[Stored items from a collection]
BEGIN

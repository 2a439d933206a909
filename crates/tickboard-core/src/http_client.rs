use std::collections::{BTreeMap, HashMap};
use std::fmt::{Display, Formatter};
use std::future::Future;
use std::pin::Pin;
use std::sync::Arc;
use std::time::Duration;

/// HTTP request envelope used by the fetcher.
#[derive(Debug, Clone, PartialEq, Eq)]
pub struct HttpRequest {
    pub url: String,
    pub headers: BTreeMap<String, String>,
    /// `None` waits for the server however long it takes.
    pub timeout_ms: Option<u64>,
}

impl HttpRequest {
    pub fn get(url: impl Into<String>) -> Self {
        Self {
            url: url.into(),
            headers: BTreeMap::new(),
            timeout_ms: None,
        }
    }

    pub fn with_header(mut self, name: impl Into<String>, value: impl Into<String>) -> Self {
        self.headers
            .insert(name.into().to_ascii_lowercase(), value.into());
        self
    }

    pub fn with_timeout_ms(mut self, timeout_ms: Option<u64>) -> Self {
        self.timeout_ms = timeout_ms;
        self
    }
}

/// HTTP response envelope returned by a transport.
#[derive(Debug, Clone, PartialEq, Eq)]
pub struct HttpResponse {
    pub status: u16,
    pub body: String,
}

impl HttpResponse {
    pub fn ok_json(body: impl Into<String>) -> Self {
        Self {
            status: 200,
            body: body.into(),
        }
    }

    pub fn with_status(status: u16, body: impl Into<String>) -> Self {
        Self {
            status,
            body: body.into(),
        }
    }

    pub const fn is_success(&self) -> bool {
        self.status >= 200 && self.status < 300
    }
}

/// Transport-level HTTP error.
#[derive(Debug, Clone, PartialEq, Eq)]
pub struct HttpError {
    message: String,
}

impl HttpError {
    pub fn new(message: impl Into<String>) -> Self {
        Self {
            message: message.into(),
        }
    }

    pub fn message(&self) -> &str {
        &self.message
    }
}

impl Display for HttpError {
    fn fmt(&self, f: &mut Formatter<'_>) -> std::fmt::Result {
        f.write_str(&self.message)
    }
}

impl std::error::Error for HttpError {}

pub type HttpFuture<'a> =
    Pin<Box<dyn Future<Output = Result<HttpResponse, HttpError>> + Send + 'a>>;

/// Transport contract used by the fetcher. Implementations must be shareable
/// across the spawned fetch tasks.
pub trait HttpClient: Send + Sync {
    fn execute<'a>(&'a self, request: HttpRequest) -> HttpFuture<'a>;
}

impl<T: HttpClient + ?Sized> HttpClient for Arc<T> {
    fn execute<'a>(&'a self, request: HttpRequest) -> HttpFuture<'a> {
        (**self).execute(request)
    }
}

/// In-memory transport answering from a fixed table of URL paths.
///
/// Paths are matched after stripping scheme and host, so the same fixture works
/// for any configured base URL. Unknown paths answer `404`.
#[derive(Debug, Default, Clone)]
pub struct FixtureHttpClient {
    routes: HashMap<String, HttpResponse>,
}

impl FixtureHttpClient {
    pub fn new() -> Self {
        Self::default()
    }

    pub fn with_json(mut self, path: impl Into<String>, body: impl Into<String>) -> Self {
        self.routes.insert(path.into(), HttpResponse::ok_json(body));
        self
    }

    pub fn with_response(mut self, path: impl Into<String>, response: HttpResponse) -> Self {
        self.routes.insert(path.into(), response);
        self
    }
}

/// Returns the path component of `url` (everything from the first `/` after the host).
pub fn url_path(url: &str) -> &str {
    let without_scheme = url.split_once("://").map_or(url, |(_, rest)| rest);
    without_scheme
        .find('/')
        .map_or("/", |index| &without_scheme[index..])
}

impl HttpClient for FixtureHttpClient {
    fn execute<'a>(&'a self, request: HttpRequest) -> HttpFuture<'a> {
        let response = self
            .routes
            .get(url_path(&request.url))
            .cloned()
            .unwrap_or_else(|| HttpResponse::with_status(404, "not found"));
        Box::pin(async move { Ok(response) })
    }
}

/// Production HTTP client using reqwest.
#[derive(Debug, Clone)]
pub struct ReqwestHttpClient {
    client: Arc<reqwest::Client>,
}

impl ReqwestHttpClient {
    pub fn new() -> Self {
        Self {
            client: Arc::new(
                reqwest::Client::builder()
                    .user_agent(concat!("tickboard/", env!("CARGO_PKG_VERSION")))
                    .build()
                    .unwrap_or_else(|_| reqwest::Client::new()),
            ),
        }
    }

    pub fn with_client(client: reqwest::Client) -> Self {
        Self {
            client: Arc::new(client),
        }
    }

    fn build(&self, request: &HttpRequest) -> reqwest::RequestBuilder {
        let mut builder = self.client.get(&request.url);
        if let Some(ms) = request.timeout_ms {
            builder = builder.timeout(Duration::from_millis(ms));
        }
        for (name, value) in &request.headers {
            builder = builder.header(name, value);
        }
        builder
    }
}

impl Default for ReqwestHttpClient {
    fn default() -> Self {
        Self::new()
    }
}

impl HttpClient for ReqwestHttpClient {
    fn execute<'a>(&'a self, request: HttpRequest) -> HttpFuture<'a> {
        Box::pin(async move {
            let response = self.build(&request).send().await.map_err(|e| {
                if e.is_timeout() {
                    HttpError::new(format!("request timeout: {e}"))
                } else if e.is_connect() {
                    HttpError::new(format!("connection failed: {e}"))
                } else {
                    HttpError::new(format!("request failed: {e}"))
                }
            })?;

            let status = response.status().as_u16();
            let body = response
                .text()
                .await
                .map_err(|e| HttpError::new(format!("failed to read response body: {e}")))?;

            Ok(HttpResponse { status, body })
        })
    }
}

END
BEGIN

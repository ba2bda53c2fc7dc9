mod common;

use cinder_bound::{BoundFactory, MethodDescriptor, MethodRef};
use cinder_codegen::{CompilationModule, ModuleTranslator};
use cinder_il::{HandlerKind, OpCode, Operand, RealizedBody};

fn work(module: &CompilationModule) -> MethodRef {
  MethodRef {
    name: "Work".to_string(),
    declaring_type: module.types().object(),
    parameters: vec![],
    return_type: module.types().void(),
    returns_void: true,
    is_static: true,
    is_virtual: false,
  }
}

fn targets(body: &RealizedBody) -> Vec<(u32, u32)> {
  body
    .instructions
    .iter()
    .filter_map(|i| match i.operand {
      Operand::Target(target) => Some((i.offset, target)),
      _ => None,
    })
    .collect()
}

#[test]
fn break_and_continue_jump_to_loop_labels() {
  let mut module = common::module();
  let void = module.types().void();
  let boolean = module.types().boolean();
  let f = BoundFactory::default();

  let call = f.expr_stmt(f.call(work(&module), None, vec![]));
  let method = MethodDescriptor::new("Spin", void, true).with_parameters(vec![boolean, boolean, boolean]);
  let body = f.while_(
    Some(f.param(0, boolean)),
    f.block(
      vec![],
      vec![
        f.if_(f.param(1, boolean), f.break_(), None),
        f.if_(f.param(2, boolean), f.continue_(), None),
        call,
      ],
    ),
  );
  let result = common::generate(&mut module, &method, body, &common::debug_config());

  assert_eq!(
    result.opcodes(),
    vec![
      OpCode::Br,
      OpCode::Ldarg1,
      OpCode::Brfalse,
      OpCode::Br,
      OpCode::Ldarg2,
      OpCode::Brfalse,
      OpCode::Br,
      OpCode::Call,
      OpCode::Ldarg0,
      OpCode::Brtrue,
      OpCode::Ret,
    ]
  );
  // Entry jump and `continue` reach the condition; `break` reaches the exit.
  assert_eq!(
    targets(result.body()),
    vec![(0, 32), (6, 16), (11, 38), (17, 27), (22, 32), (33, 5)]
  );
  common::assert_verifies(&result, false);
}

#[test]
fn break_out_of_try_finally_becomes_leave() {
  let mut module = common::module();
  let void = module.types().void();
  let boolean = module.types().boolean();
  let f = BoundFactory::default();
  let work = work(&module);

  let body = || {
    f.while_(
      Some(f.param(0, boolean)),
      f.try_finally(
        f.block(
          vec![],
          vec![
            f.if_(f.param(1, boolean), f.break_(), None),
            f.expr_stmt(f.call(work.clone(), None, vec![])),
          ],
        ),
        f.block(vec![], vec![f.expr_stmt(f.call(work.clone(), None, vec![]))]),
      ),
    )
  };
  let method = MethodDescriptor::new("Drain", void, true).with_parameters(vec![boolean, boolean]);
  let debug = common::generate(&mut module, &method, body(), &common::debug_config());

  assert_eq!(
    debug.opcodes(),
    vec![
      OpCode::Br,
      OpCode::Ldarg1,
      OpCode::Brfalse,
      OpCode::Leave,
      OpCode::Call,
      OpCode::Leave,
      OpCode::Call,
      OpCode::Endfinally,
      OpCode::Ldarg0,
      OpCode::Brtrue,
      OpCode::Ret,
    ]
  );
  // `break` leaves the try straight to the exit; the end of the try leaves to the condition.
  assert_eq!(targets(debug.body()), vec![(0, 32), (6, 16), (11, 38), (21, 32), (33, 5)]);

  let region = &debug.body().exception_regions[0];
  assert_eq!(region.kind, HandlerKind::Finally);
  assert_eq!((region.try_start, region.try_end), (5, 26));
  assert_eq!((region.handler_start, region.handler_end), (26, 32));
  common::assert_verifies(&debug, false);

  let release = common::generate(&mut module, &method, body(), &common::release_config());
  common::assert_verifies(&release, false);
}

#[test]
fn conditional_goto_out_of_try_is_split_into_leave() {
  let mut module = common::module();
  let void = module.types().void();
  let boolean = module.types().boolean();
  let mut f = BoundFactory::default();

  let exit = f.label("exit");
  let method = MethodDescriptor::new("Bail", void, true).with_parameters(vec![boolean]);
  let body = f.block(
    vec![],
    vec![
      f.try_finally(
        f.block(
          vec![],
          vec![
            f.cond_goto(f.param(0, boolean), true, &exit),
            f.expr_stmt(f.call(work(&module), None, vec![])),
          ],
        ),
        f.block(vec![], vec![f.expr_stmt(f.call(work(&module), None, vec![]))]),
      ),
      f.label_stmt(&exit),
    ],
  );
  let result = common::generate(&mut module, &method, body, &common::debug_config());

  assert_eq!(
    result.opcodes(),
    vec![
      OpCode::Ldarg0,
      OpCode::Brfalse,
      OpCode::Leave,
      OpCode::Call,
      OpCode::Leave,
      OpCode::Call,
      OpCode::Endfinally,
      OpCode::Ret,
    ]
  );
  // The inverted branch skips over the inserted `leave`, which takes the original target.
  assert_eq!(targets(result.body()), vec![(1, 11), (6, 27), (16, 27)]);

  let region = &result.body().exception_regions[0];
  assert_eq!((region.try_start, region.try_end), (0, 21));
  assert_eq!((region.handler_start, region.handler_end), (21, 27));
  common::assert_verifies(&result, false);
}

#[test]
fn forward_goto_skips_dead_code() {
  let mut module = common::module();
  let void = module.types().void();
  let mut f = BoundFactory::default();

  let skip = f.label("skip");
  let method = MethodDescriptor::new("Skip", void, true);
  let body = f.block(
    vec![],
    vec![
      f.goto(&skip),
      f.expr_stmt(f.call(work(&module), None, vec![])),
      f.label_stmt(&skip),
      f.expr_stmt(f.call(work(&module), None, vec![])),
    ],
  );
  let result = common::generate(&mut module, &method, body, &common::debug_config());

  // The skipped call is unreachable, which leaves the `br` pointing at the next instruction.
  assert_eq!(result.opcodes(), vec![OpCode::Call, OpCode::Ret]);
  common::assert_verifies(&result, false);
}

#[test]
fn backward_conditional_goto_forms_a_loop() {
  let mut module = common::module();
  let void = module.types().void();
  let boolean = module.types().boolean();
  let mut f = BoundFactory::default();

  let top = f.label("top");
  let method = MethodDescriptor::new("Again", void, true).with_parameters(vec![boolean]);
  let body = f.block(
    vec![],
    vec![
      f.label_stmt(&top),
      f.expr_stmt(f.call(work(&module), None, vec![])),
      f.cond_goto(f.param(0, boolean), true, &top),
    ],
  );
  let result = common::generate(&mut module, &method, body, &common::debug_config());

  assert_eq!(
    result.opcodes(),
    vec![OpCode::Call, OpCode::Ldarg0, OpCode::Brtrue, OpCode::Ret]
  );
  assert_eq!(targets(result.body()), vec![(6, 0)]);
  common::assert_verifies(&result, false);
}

END

Your answer should consist of the lines from the line with "builder = builder.timeout(Duration::from_millis(ms));" to the line with "impl Default for" above, repeated exactly, both ends included.

            builder = builder.timeout(Duration::from_millis(ms));
        }
        for (name, value) in &request.headers {
            builder = builder.header(name, value);
        }
        builder
    }
}

impl Default for ReqwestHttpClient {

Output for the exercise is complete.